Among Southern Baptists to publish reflections on the shooting:
-- Moore, president of the ERLC, urged believers not to claim "this moment was God's judgment on an individual or a city or a nation for some specified sin." Instead, it's important to "see this as real evil" and "lament with those around us who are hurting."
"We do not know why God does not intervene and stop some tragedies when He does stop others," Moore wrote in an Oct. 2 blog post. "What we do know, though, is that God stands against evil and violence. We know that God is present for those who are hurting. And we know that God will ultimately call all evil to a halt, in the ushering in of His Kingdom."
-- Mohler, president of Southern Seminary, said the existence of evil ultimately points to God's existence.
"Evil is a fact" and "a theological category," Mohler wrote in on Oct. 2 commentary. "The secular worldview cannot use the word with coherence or sense. The acknowledgement of evil requires the affirmation of a moral judgment and a moral reality above human judgment. If we are just accidental beings in an accidental universe, nothing can really be evil. Evil points to a necessary moral judgment made by a moral authority greater than we are -- a transcendent and supernatural moral authority: God."
Mohler added, "Only the biblical worldview explains why sinful humanity commits such horrible moral wrongs" and "promises that God will bring about a final act of moral judgment that will be the final word on right and wrong."
-- Patrick, vice president for strategic initiatives and communications at Southwestern Seminary, wrote in an Oct. 2 blog post that the Las Vegas shooting prompted him to begin "taking inventory of [his] life responsibilities," including ministering to his wife, discipling his children and sharing the Gospel with lost people.
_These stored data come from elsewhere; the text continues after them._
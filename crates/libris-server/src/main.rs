use std::path::PathBuf;

use clap::Parser;
use libris_server::ServerBuilder;
use libris_server::config::loader::{DEFAULT_CONFIG_PATH, load_config};

/// Libris OAuth 2.0 authorization server.
#[derive(Debug, Parser)]
#[command(name = "libris-server", version, about)]
struct Cli {
    /// Configuration file (TOML). Defaults to libris.toml when present.
    #[arg(long, env = "LIBRIS_CONFIG")]
    config: Option<PathBuf>,
}

#[tokio::main]
async fn main() {
    // Load .env file if present (before anything else)
    if let Err(e) = dotenvy::dotenv() {
        if !matches!(e, dotenvy::Error::Io(ref io_err) if io_err.kind() == std::io::ErrorKind::NotFound) {
            eprintln!("Warning: Failed to load .env file: {e}");
        }
    }

    // Initialize tracing early with the default level
    libris_server::observability::init_tracing();

    let cli = Cli::parse();

    let cfg = match load_config(cli.config.as_deref()) {
        Ok(c) => c,
        Err(e) => {
            eprintln!("Configuration error: {e}");
            std::process::exit(2);
        }
    };

    let path = cli
        .config
        .as_deref()
        .map(|p| p.display().to_string())
        .unwrap_or_else(|| DEFAULT_CONFIG_PATH.to_string());
    tracing::info!(path = %path, "Configuration loaded");

    libris_server::observability::apply_logging_level(&cfg.logging.level);

    let server = match ServerBuilder::new().with_config(cfg).build().await {
        Ok(s) => s,
        Err(e) => {
            eprintln!("Server initialization failed: {e}");
            std::process::exit(2);
        }
    };

    if let Err(err) = server.run().await {
        eprintln!("Server error: {err}");
        std::process::exit(1);
    }
}
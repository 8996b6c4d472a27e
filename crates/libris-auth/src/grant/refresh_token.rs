//! Refresh token grant (RFC 6749 §6) with rotation and replay detection.
//!
//! With rotation enabled every use revokes the presented token and issues a
//! successor in the same family. A token presented after it was rotated away
//! is a replay: the whole family is revoked, including every access token
//! minted from it.

use std::sync::Arc;

use async_trait::async_trait;
use time::OffsetDateTime;

use crate::AuthResult;
use crate::config::AuthConfig;
use crate::error::AuthError;
use crate::grant::GrantHandler;
use crate::oauth::client_auth::AuthenticatedClient;
use crate::oauth::token::TokenRequest;
use crate::storage::{RevocationScope, TokenStorage, with_timeout};
use crate::token::issuer::{IssuedTokens, TokenIssuer};
use crate::token::revocation::TokenTypeHint;
use crate::types::{GrantType, RefreshToken, Scope, TokenRecord, hash_token};

/// Exchanges a refresh token for a new access token.
pub struct RefreshTokenGrant {
    tokens: Arc<dyn TokenStorage>,
    issuer: Arc<TokenIssuer>,
    rotation: bool,
    storage_timeout: std::time::Duration,
}

impl RefreshTokenGrant {
    /// Creates the handler.
    #[must_use]
    pub fn new(tokens: Arc<dyn TokenStorage>, issuer: Arc<TokenIssuer>, config: &AuthConfig) -> Self {
        Self {
            tokens,
            issuer,
            rotation: config.oauth.refresh_token_rotation,
            storage_timeout: config.oauth.storage_timeout,
        }
    }

    async fn load(&self, value: &str) -> AuthResult<Option<RefreshToken>> {
        let record = with_timeout(
            self.storage_timeout,
            "load_token_info",
            self.tokens
                .load_token_info(&hash_token(value), Some(TokenTypeHint::RefreshToken)),
        )
        .await?;
        Ok(match record {
            Some(TokenRecord::Refresh(token)) => Some(token),
            _ => None,
        })
    }
}

/// The refreshed scope is the original one or a requested subset of it.
fn refreshed_scope(requested: Option<&str>, original: &Scope) -> AuthResult<Scope> {
    match requested.map(Scope::parse) {
        Some(scope) if !scope.is_empty() => {
            if scope.is_subset_of(original) {
                Ok(scope)
            } else {
                Err(AuthError::invalid_scope(
                    "Requested scope exceeds the scope of the original grant",
                ))
            }
        }
        _ => Ok(original.clone()),
    }
}

#[async_trait]
impl GrantHandler for RefreshTokenGrant {
    fn grant_type(&self) -> GrantType {
        GrantType::RefreshToken
    }

    async fn handle(
        &self,
        request: &TokenRequest,
        client: &AuthenticatedClient,
    ) -> AuthResult<IssuedTokens> {
        let client = &client.client;

        // 1. Get refresh token from request
        let value = request.refresh_token.as_deref().ok_or_else(|| {
            AuthError::invalid_request("Missing required parameter: refresh_token")
        })?;

        // 2. Lookup by hash
        let now = OffsetDateTime::now_utc();
        let presented = self
            .load(value)
            .await?
            .ok_or_else(|| AuthError::invalid_grant("Refresh token is invalid"))?;

        // 3. Must belong to the authenticated client
        if presented.client_id != client.client_id {
            tracing::warn!(
                client_id = %client.client_id,
                "Refresh token presented by a different client"
            );
            return Err(AuthError::invalid_grant("Refresh token was issued to another client"));
        }

        // 4. A revoked token under rotation is a replay
        if presented.is_revoked() {
            if self.rotation {
                with_timeout(
                    self.storage_timeout,
                    "revoke_family",
                    self.tokens.revoke(
                        RevocationScope::Family {
                            family_id: presented.family_id,
                        },
                        now,
                    ),
                )
                .await?;
                tracing::warn!(
                    client_id = %client.client_id,
                    family_id = %presented.family_id,
                    "Refresh token replay detected, token family revoked"
                );
            }
            return Err(AuthError::invalid_grant("Refresh token has been revoked"));
        }

        if presented.is_expired(now) {
            return Err(AuthError::invalid_grant("Refresh token has expired"));
        }

        // 5. Narrow scope, never widen
        let scope = refreshed_scope(request.scope.as_deref(), &presented.scope)?;

        // 6. Rotate or mint an access token alone
        if self.rotation {
            self.issuer
                .issue_rotated(&presented, client, &scope, now)
                .await
        } else {
            self.issuer
                .issue_access_only(&presented, client, &scope)
                .await
        }
    }
}

#[cfg(test)]
mod tests {
    use super::*;
    use crate::grant::test_support::*;
    use crate::oauth::client_auth::ClientCredentials;

    fn request(token: &str, scope: Option<&str>) -> TokenRequest {
        TokenRequest {
            grant_type: Some("refresh_token".to_string()),
            refresh_token: Some(token.to_string()),
            client_id: Some("c1".to_string()),
            scope: scope.map(str::to_string),
            ..Default::default()
        }
    }

    struct Fixture {
        storage: Arc<MockStorage>,
        grant: RefreshTokenGrant,
        client: AuthenticatedClient,
        initial: IssuedTokens,
    }

    async fn fixture(config: &AuthConfig) -> Fixture {
        let (storage, registry, issuer) = setup(config);
        let client = registry
            .authenticate_client(&ClientCredentials::Public {
                client_id: "c1".to_string(),
            })
            .await
            .unwrap();
        let initial = issuer
            .issue(
                &client.client,
                Some("reader-42"),
                &Scope::parse("openid email"),
                true,
            )
            .await
            .unwrap();
        let grant = RefreshTokenGrant::new(storage.clone(), issuer, config);
        Fixture {
            storage,
            grant,
            client,
            initial,
        }
    }

    fn is_active(storage: &MockStorage, value: &str) -> bool {
        storage
            .tokens
            .read()
            .unwrap()
            .get(&hash_token(value))
            .is_some_and(|r| r.is_active(OffsetDateTime::now_utc()))
    }

    #[tokio::test]
    async fn test_refresh_rotates() {
        let f = fixture(&config()).await;
        let old = f.initial.refresh_token.clone().unwrap();

        let issued = f.grant.handle(&request(&old, None), &f.client).await.unwrap();
        let new = issued.refresh_token.clone().unwrap();
        assert_ne!(new, old);
        assert_eq!(issued.scope.to_string(), "openid email");
        assert!(!is_active(&f.storage, &old));
        assert!(is_active(&f.storage, &new));
    }

    #[tokio::test]
    async fn test_replay_revokes_family() {
        let f = fixture(&config()).await;
        let old = f.initial.refresh_token.clone().unwrap();

        let issued = f.grant.handle(&request(&old, None), &f.client).await.unwrap();

        let replay = f.grant.handle(&request(&old, None), &f.client).await;
        assert!(matches!(replay, Err(AuthError::InvalidGrant { .. })));

        // Every token of the family is now inactive
        assert!(!is_active(&f.storage, &f.initial.access_token));
        assert!(!is_active(&f.storage, &issued.access_token));
        assert!(!is_active(&f.storage, issued.refresh_token.as_ref().unwrap()));
    }

    #[tokio::test]
    async fn test_scope_narrowing_and_widening() {
        let f = fixture(&config()).await;
        let rt = f.initial.refresh_token.clone().unwrap();

        let widened = f.grant.handle(&request(&rt, Some("openid profile")), &f.client).await;
        assert!(matches!(widened, Err(AuthError::InvalidScope { .. })));

        let narrowed = f.grant.handle(&request(&rt, Some("email")), &f.client).await.unwrap();
        assert_eq!(narrowed.scope.to_string(), "email");
    }

    #[tokio::test]
    async fn test_narrowed_refresh_keeps_original_grant_scope() {
        let f = fixture(&config()).await;
        let rt = f.initial.refresh_token.clone().unwrap();

        let narrowed = f.grant.handle(&request(&rt, Some("email")), &f.client).await.unwrap();
        assert_eq!(narrowed.scope.to_string(), "email");
        let successor = narrowed.refresh_token.clone().unwrap();
        match &f.storage.tokens.read().unwrap()[&hash_token(&successor)] {
            TokenRecord::Refresh(record) => assert_eq!(record.scope.to_string(), "openid email"),
            other => panic!("expected a refresh token, got {other:?}"),
        }

        let restored = f
            .grant
            .handle(&request(&successor, Some("openid email")), &f.client)
            .await
            .unwrap();
        assert_eq!(restored.scope.to_string(), "openid email");
    }

    #[tokio::test]
    async fn test_unknown_token() {
        let f = fixture(&config()).await;
        let result = f.grant.handle(&request("not-a-token", None), &f.client).await;
        assert!(matches!(result, Err(AuthError::InvalidGrant { .. })));
    }

    #[tokio::test]
    async fn test_access_token_is_not_a_refresh_token() {
        let f = fixture(&config()).await;
        let result = f
            .grant
            .handle(&request(&f.initial.access_token, None), &f.client)
            .await;
        assert!(matches!(result, Err(AuthError::InvalidGrant { .. })));
    }

    #[tokio::test]
    async fn test_expired_token_rejected() {
        let f = fixture(&config()).await;
        let rt = f.initial.refresh_token.clone().unwrap();
        if let Some(TokenRecord::Refresh(t)) =
            f.storage.tokens.write().unwrap().get_mut(&hash_token(&rt))
        {
            t.expires_at = OffsetDateTime::now_utc() - time::Duration::seconds(1);
        }
        let result = f.grant.handle(&request(&rt, None), &f.client).await;
        assert!(matches!(result, Err(AuthError::InvalidGrant { .. })));
    }

    #[tokio::test]
    async fn test_other_client_rejected() {
        let f = fixture(&config()).await;
        let rt = f.initial.refresh_token.clone().unwrap();
        let mut other = f.client.clone();
        other.client.client_id = "c2".to_string();
        let result = f.grant.handle(&request(&rt, None), &other).await;
        assert!(matches!(result, Err(AuthError::InvalidGrant { .. })));
        assert!(is_active(&f.storage, &rt));
    }

    #[tokio::test]
    async fn test_without_rotation_token_stays_valid() {
        let mut config = config();
        config.oauth.refresh_token_rotation = false;
        let f = fixture(&config).await;
        let rt = f.initial.refresh_token.clone().unwrap();

        let first = f.grant.handle(&request(&rt, None), &f.client).await.unwrap();
        assert!(first.refresh_token.is_none());
        let second = f.grant.handle(&request(&rt, None), &f.client).await.unwrap();
        assert_ne!(first.access_token, second.access_token);
        assert!(is_active(&f.storage, &rt));
    }
}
"October 1 marks the deadliest mass shooting in modern U.S. history," Patrick wrote. "If you (as a believer) and I were one of the dead, we would be face to face with our risen Savior. However, the more pertinent question for us is who do we leave behind? Do we leave behind a spiritually mature and provided for spouse, saved and spiritually prepared children, and new professions of faith, or do we leave behind a spiritual massacre?"
-- Jim Denison, a Texas Baptist speaker and cultural commentator, noted God grieves with His children when they experience pain.
"I hate that our world is so unpredictable that what happened last night in Las Vegas could happen anywhere at any time," Denison wrote in an Oct. 2 blog post. "... But I also know the Father is grieving with us. The Creator of the universe is a Father who loves His children so much that His Son died for us (Romans 5:8). He feels all that we feel, including our pain and grief (John 11:35). 'The LORD is near to the brokenhearted' (Psalm 34:18)."